HIBIKI 響 映画の小説化

HIBIKI 響 映画の小説化 時海結以(ときうみゆい女性小説家)原作柳本光春 脚本西田征史 小学館ジュニア文庫

 映画は上映中です。
 この本は、映画の台本の位置づけのようです。
 芥川賞と直木賞に同時ノミネート、しかも、まだ15歳の女子が作者という設定です。

 主人公あくい・ひびき(鮎喰響)の人格設定は、純粋に小説が好き、賞の受賞は興味がないようです。適応障害みたいで、周囲との人間関係がとれない。カッとすると手が出る。ロボットみたい。無表情。たまに笑う。

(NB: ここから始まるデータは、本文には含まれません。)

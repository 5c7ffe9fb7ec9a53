//! Predicates and factories with fully scripted answers.

use std::collections::HashSet;
use std::path::{Path, PathBuf};
use std::sync::{Arc, Mutex};

use anyhow::{anyhow, Result};
use autoignore::predicate::{IgnorePredicate, PredicateFactory};

/// Ignores exactly the listed paths and records every question asked.
#[derive(Debug, Clone, Default)]
pub struct SetPredicate {
    paths: HashSet<PathBuf>,
    asked: Arc<Mutex<Vec<PathBuf>>>,
}

impl SetPredicate {
    pub fn new<I, P>(paths: I) -> Self
    where
        I: IntoIterator<Item = P>,
        P: Into<PathBuf>,
    {
        Self {
            paths: paths.into_iter().map(Into::into).collect(),
            asked: Arc::default(),
        }
    }

    /// Paths evaluated so far, in order.
    pub fn asked(&self) -> Vec<PathBuf> {
        self.asked.lock().unwrap().clone()
    }
}

impl IgnorePredicate for SetPredicate {
    fn ignore(&self, path: &Path) -> bool {
        self.asked.lock().unwrap().push(path.to_path_buf());
        self.paths.contains(path)
    }
}

/// Hands out the same [`SetPredicate`] for every scope, optionally failing
/// for one scope root.
#[derive(Debug, Clone, Default)]
pub struct SetPredicateFactory {
    predicate: SetPredicate,
    fail_for: Option<PathBuf>,
}

impl SetPredicateFactory {
    pub fn new(predicate: SetPredicate) -> Self {
        Self {
            predicate,
            fail_for: None,
        }
    }

    pub fn failing_for(mut self, scope_root: impl Into<PathBuf>) -> Self {
        self.fail_for = Some(scope_root.into());
        self
    }
}

impl PredicateFactory for SetPredicateFactory {
    fn for_scope(&self, scope_root: &Path) -> Result<Box<dyn IgnorePredicate>> {
        if self.fail_for.as_deref() == Some(scope_root) {
            return Err(anyhow!("no predicate for {:?}", scope_root));
        }
        Ok(Box::new(self.predicate.clone()))
    }
}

 文芸誌の新人賞選考過程が詳細に記されています。純文学ですからそれほど本は売れません。読んでいて、受賞するよりも最終候補に残ることがその後の文筆活動につながると理解します。
 
 主人公である響の作品「お伽の庭(おとぎのにわ)」が傑作という位置づけですが、作品の中身は見えてきません。
 将棋であれば藤井聡太七段のように天才性が明らかです。勝負の世界だとわかりやすい。その点、小説は好みがさまざまなので、べたぼめは不可解な点があります。

 天才=奇行の持ち主というのもどうか。

 才能への全肯定がありますが、基本は努力だと思う。

 こどもさん向けの作品ですが、暴力の肯定はついていけない。天才だからしかたないから暴力を振るっていいということにはならない。現実なら警察沙汰になります。

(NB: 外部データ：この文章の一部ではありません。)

// src/scope.rs

//! One ignore file and the files it is responsible for.
//!
//! A [`Scope`] is loaded when the walker finds an ignore file, collects the
//! files of its subtree while the walk goes on, and is then reconciled once
//! and finalized once:
//!
//! - [`Scope::reconcile`] recomputes the managed entries from the predicate
//!   and returns what was added and removed.
//! - [`Scope::finalize`] consumes the scope and writes the file back.

use std::collections::HashSet;
use std::fmt;
use std::path::{Path, PathBuf};

use tracing::{debug, info};

use crate::block::IgnoreFileContent;
use crate::errors::{AutoIgnoreError, Result};
use crate::fs::FileSystem;
use crate::paths::{entry_for, resolve_entry};
use crate::predicate::IgnorePredicate;

/// Whether finalize may touch the disk.
#[derive(Debug, Clone, Copy, PartialEq, Eq, Default)]
pub enum WriteMode {
    #[default]
    Write,
    /// `--check`: report only.
    DryRun,
}

/// What [`Scope::finalize`] did.
#[derive(Debug, Clone, Copy, PartialEq, Eq)]
pub enum Finalized {
    /// The file was rewritten.
    Written,
    /// Rendered text equals what was loaded; nothing to write.
    Unchanged,
    /// Dry run; the file would have been rewritten.
    Skipped,
}

#[derive(Debug, Clone)]
pub struct Scope {
    root: PathBuf,
    ignore_path: PathBuf,
    content: IgnoreFileContent,
    /// Text as loaded, to avoid rewriting identical content.
    loaded_text: String,
    governed: Vec<PathBuf>,
}

impl Scope {
    /// Load the scope owned by directory `root`, reading `root/<ignore_file>`.
    pub fn load(fs: &dyn FileSystem, root: &Path, ignore_file: &str) -> Result<Self> {
        let ignore_path = root.join(ignore_file);
        let text = fs.read_to_string(&ignore_path)?;
        Self::from_text(root, ignore_path, text)
    }

    /// Build a scope from already-read ignore file text.
    pub fn from_text(root: &Path, ignore_path: PathBuf, text: String) -> Result<Self> {
        let content = IgnoreFileContent::parse(&ignore_path, &text)?;
        debug!(
            path = ?ignore_path,
            managed = content.managed.len(),
            "loaded ignore file"
        );

        Ok(Self {
            root: root.to_path_buf(),
            ignore_path,
            content,
            loaded_text: text,
            governed: Vec::new(),
        })
    }

    pub fn root(&self) -> &Path {
        &self.root
    }

    pub fn ignore_path(&self) -> &Path {
        &self.ignore_path
    }

    pub fn managed(&self) -> &[String] {
        &self.content.managed
    }

    /// Files attributed to this scope, in discovery order.
    pub fn governed(&self) -> &[PathBuf] {
        &self.governed
    }

    /// Attribute a file to this scope.
    pub fn govern(&mut self, path: PathBuf) {
        self.governed.push(path);
    }

    /// Recompute the managed entries.
    ///
    /// Prior entries that still satisfy the predicate are kept with their
    /// original text, then governed files that satisfy it are appended.
    /// Duplicates collapse to their first occurrence.
    pub fn reconcile(&mut self, predicate: &dyn IgnorePredicate) -> ScopeReport {
        let prior = std::mem::take(&mut self.content.managed);
        let mut next = EntrySet::default();

        for line in &prior {
            if next.contains(line) {
                continue;
            }
            if predicate.ignore(&resolve_entry(&self.root, line)) {
                next.push(line.clone());
            }
        }

        for file in &self.governed {
            let Some(entry) = entry_for(&self.root, file) else {
                continue;
            };
            if next.contains(&entry) {
                continue;
            }
            if predicate.ignore(file) {
                next.push(entry);
            }
        }

        let prior_set: HashSet<&str> = prior.iter().map(String::as_str).collect();
        let insertions: Vec<String> = next
            .iter()
            .filter(|e| !prior_set.contains(e.as_str()))
            .cloned()
            .collect();

        let mut deletions = Vec::new();
        let mut reported = HashSet::new();
        for entry in &prior {
            if !next.contains(entry) && reported.insert(entry.as_str()) {
                deletions.push(entry.clone());
            }
        }

        self.content.managed = next.into_vec();

        let report = ScopeReport {
            ignore_path: self.ignore_path.clone(),
            insertions,
            deletions,
        };
        if report.changed() {
            info!(
                path = ?self.ignore_path,
                added = report.insertions.len(),
                removed = report.deletions.len(),
                "managed block changed"
            );
        }
        report
    }

    /// File text as it would be written now.
    pub fn render(&self) -> String {
        self.content.render()
    }

    /// Write the ignore file back. Consumes the scope: a scope is finalized
    /// exactly once.
    pub fn finalize(self, fs: &dyn FileSystem, mode: WriteMode) -> Result<Finalized> {
        let text = self.render();

        if text == self.loaded_text {
            debug!(path = ?self.ignore_path, "ignore file unchanged");
            return Ok(Finalized::Unchanged);
        }

        match mode {
            WriteMode::DryRun => {
                debug!(path = ?self.ignore_path, "dry run; not writing");
                Ok(Finalized::Skipped)
            }
            WriteMode::Write => {
                fs.write(&self.ignore_path, text.as_bytes())?;
                debug!(path = ?self.ignore_path, bytes = text.len(), "rewrote ignore file");
                Ok(Finalized::Written)
            }
        }
    }
}

/// Insertion-ordered set of entries.
#[derive(Debug, Default)]
struct EntrySet {
    order: Vec<String>,
    seen: HashSet<String>,
}

impl EntrySet {
    fn contains(&self, entry: &str) -> bool {
        self.seen.contains(entry)
    }

    fn push(&mut self, entry: String) {
        if self.seen.insert(entry.clone()) {
            self.order.push(entry);
        }
    }

    fn iter(&self) -> impl Iterator<Item = &String> {
        self.order.iter()
    }

    fn into_vec(self) -> Vec<String> {
        self.order
    }
}

/// A scope that could not be loaded, reconciled or written.
#[derive(Debug)]
pub struct ScopeFailure {
    pub ignore_path: PathBuf,
    pub error: AutoIgnoreError,
}

/// Outcome of reconciling one scope.
#[derive(Debug, Clone, PartialEq, Eq)]
pub struct ScopeReport {
    pub ignore_path: PathBuf,
    /// New entries, in managed-block order.
    pub insertions: Vec<String>,
    /// Dropped entries, in their previous order.
    pub deletions: Vec<String>,
}

impl ScopeReport {
    pub fn changed(&self) -> bool {
        !self.insertions.is_empty() || !self.deletions.is_empty()
    }
}

impl fmt::Display for ScopeReport {
    /// ```text
    /// /repo/.gitignore:
    ///     Additions:
    ///         /link
    ///     Deletions:
    /// ```
    /// (tab-indented), or a single `No changes` line.
    fn fmt(&self, f: &mut fmt::Formatter<'_>) -> fmt::Result {
        write!(f, "{}:", self.ignore_path.display())?;

        if !self.changed() {
            return write!(f, "\n\tNo changes");
        }

        write!(f, "\n\tAdditions:")?;
        for entry in &self.insertions {
            write!(f, "\n\t\t{entry}")?;
        }
        write!(f, "\n\tDeletions:")?;
        for entry in &self.deletions {
            write!(f, "\n\t\t{entry}")?;
        }
        Ok(())
    }
}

 脇役たちの心理も描写されています。小説だけで食べて行こうとすると生活が苦しい。作品にその影が落ちる。ひがみとか愚痴の部分はどうなのかな。
 
 笑った部分として、「〇〇〇〇、昔売れていた小説家(なのに、いまもいばっている)」、納得した部分として、「小説家の仕事は人の心を動かすこと」

 創作が終われば、「過去」になる。今は、次作のことで構想に夢中になる。つまり、「過去」は忘れる。

 いくつかの作品のタイトルが出てきますが、どれも硬いタイトルで、何も伝わってこない。

 お金のためなら何でもやりますか…

 この筋書きだと、主演の方が演技力を発揮するシーンがないような。一本調子です。

 父子の愛が、はさめてあります。

 最後のあたり電車のところ、ちょっとこれは…

 響きの言動にあるように、受賞は「過去」です。受賞した瞬間に一歩を踏み出さなければなりません。すなわち次作の創作です。というよりも、前作を書き終えた瞬間に次作を書き始める。あるいは、前作を描いている最中に次作の構想が始まるというスピード感覚がいります。

 「偏差値:平均値が50」、「ロゼット:花形のリボン、表彰式のときに受賞者が胸に付ける」

 印象的な言葉として、「クオリティ」

(読み終えた翌日思ったこと)
 主人公よりも主人公のまわりにいる売れない小説家の気持ちが本作品の言いたいことではないか。